Le débat avec MM. Accoyer et Larcher va donc se poursuivre, ainsi qu’avec l’ensemble des groupes et des présidents de commission, dont le rôle ira grandissant au sein des assemblées. Car, s’il est un élément aujourd’hui occulté, c’est bien le renforcement des pouvoirs des présidents de commission, dont on verra s’il ne transcende pas les lignes gauche-droite.

Le Gouvernement n’est pas fermé au débat, messieurs Lagarde, Urvoas, Charasse. Il souhaite que le Parlement exerce pleinement son rôle législatif, son rôle de contrôle et d’évaluation.

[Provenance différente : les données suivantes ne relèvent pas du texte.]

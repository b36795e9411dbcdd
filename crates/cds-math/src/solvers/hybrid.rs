//! Hybrid root-finding algorithm.
//!
//! Combines Newton-Raphson with Brent's method for robust convergence.

use crate::error::{MathError, MathResult};
use crate::solvers::{brent, SolverConfig, SolverResult};

/// Hybrid root-finding algorithm.
///
/// Starts with Newton-Raphson for fast quadratic convergence, but falls back
/// to Brent's method if Newton diverges or encounters problems. This provides
/// the speed of Newton when it works, with the reliability of Brent as a safety net.
///
/// # Strategy
///
/// 1. Try Newton-Raphson with a limited number of iterations
/// 2. If Newton diverges (step increases), switch to Brent
/// 3. If Newton encounters zero derivative, switch to Brent
/// 4. If Newton succeeds, return the result
///
/// # Arguments
///
/// * `f` - The function for which to find a root
/// * `df` - The derivative of the function
/// * `initial_guess` - Starting point for Newton iteration
/// * `bounds` - Optional bracketing interval for Brent fallback (a, b)
/// * `config` - Solver configuration
///
/// # Returns
///
/// The root and iteration statistics, or an error if all methods fail.
///
/// # Example
///
/// ```rust
/// use cds_math::solvers::{hybrid, SolverConfig};
///
/// // Find root of x^3 - x - 2
/// let f = |x: f64| x * x * x - x - 2.0;
/// let df = |x: f64| 3.0 * x * x - 1.0;
///
/// let result = hybrid(f, df, 1.5, Some((1.0, 2.0)), &SolverConfig::default()).unwrap();
/// assert!((f(result.root)).abs() < 1e-10);
/// ```
pub fn hybrid<F, DF>(
    f: F,
    df: DF,
    initial_guess: f64,
    bounds: Option<(f64, f64)>,
    config: &SolverConfig,
) -> MathResult<SolverResult>
where
    F: Fn(f64) -> f64,
    DF: Fn(f64) -> f64,
{
    // Try Newton-Raphson first
    let newton_result = newton_with_monitoring(&f, &df, initial_guess, config);

    match newton_result {
        Ok(result) => Ok(result),
        Err(_) => {
            // Newton failed, try Brent if we have bounds
            if let Some((a, b)) = bounds {
                brent(&f, a, b, config)
            } else {
                // No bounds provided, try to find them
                match find_bracket(&f, initial_guess) {
                    Some((a, b)) => brent(&f, a, b, config),
                    None => Err(MathError::invalid_input(
                        "Newton-Raphson failed and could not find bracketing interval for Brent",
                    )),
                }
            }
        }
    }
}

/// Newton-Raphson with divergence detection.
///
/// Monitors the iteration and fails fast if divergence is detected.
fn newton_with_monitoring<F, DF>(
    f: &F,
    df: &DF,
    initial_guess: f64,
    config: &SolverConfig,
) -> MathResult<SolverResult>
where
    F: Fn(f64) -> f64,
    DF: Fn(f64) -> f64,
{
    let mut x = initial_guess;
    let mut prev_residual = f64::MAX;
    let mut divergence_count = 0;
    const MAX_DIVERGENCE: u32 = 3; // Allow a few divergent steps before giving up

    // Use fewer iterations for Newton in hybrid mode - fail fast
    let newton_max_iter = config.max_iterations.min(20);

    for iteration in 0..newton_max_iter {
        let fx = f(x);
        let residual = fx.abs();

        // Check for convergence
        if residual < config.tolerance {
            return Ok(SolverResult {
                root: x,
                iterations: iteration,
                residual: fx,
            });
        }

        // Check for divergence
        if residual > prev_residual * 2.0 {
            divergence_count += 1;
            if divergence_count >= MAX_DIVERGENCE {
                return Err(MathError::invalid_input("Newton-Raphson diverging"));
            }
        } else {
            divergence_count = 0;
        }
        prev_residual = residual;

        let dfx = df(x);

        // Check for zero derivative
        if dfx.abs() < 1e-15 {
            return Err(MathError::DivisionByZero { value: dfx });
        }

        // Newton step
        let step = fx / dfx;

        // Check for very large step (sign of trouble)
        if step.abs() > 1e10 {
            return Err(MathError::invalid_input("Newton step too large"));
        }

        x -= step;

        // Check for NaN or infinity
        if !x.is_finite() {
            return Err(MathError::invalid_input("Newton produced non-finite value"));
        }

        // Check for step convergence
        if step.abs() < config.tolerance {
            let final_fx = f(x);
            return Ok(SolverResult {
                root: x,
                iterations: iteration + 1,
                residual: final_fx,
            });
        }
    }

    Err(MathError::convergence_failed(newton_max_iter, f(x).abs()))
}

/// Attempts to find a bracketing interval for the root.
///
/// Uses exponential expansion from the initial guess.
fn find_bracket<F>(f: &F, initial_guess: f64) -> Option<(f64, f64)>
where
    F: Fn(f64) -> f64,
{
    let mut left = initial_guess;
    let mut right = initial_guess;
    let mut delta = 0.1;

    // Handle case where initial guess is at or near zero
    if initial_guess.abs() < 1e-10 {
        left = -1.0;
        right = 1.0;
    }

    let f_init = f(initial_guess);

    for _ in 0..50 {
        left -= delta;
        right += delta;

        let f_left = f(left);
        let f_right = f(right);

        // Check if we've bracketed a root
        if f_left * f_init < 0.0 {
            return Some((left, initial_guess));
        }
        if f_right * f_init < 0.0 {
            return Some((initial_guess, right));
        }
        if f_left * f_right < 0.0 {
            return Some((left, right));
        }

        // Exponentially expand the search
        delta *= 2.0;

        // Don't search too far
        if delta > 1e6 {
            break;
        }
    }

    None
}

/// Hybrid solver without derivative (uses numerical differentiation).
///
/// # Arguments
///
/// * `f` - The function for which to find a root
/// * `initial_guess` - Starting point for iteration
/// * `bounds` - Optional bracketing interval for Brent fallback
/// * `config` - Solver configuration
pub fn hybrid_numerical<F>(
    f: F,
    initial_guess: f64,
    bounds: Option<(f64, f64)>,
    config: &SolverConfig,
) -> MathResult<SolverResult>
where
    F: Fn(f64) -> f64,
{
    let h = 1e-8;
    let df = |x: f64| (f(x + h) - f(x - h)) / (2.0 * h);

    hybrid(&f, df, initial_guess, bounds, config)
}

Et tel était bien l’objectif de la révision constitutionnelle, dont je regrette que tous les groupes ne l’aient pas votée. C’est ce que nous devrons garder à l’esprit lors des prochains débats.

M. Bruno Le Roux. Serait-il possible que nous auditionnions, dans un délai bref, le secrétaire général de l’Élysée ?

M. le président Jean-Luc Warsmann, rapporteur. Dans l’immédiat, je remercie M. Karoutchi pour cette longue audition et vais suspendre la séance pour quelques instants.

La séance, suspendue à 18 h 50, est reprise à 19 h 00.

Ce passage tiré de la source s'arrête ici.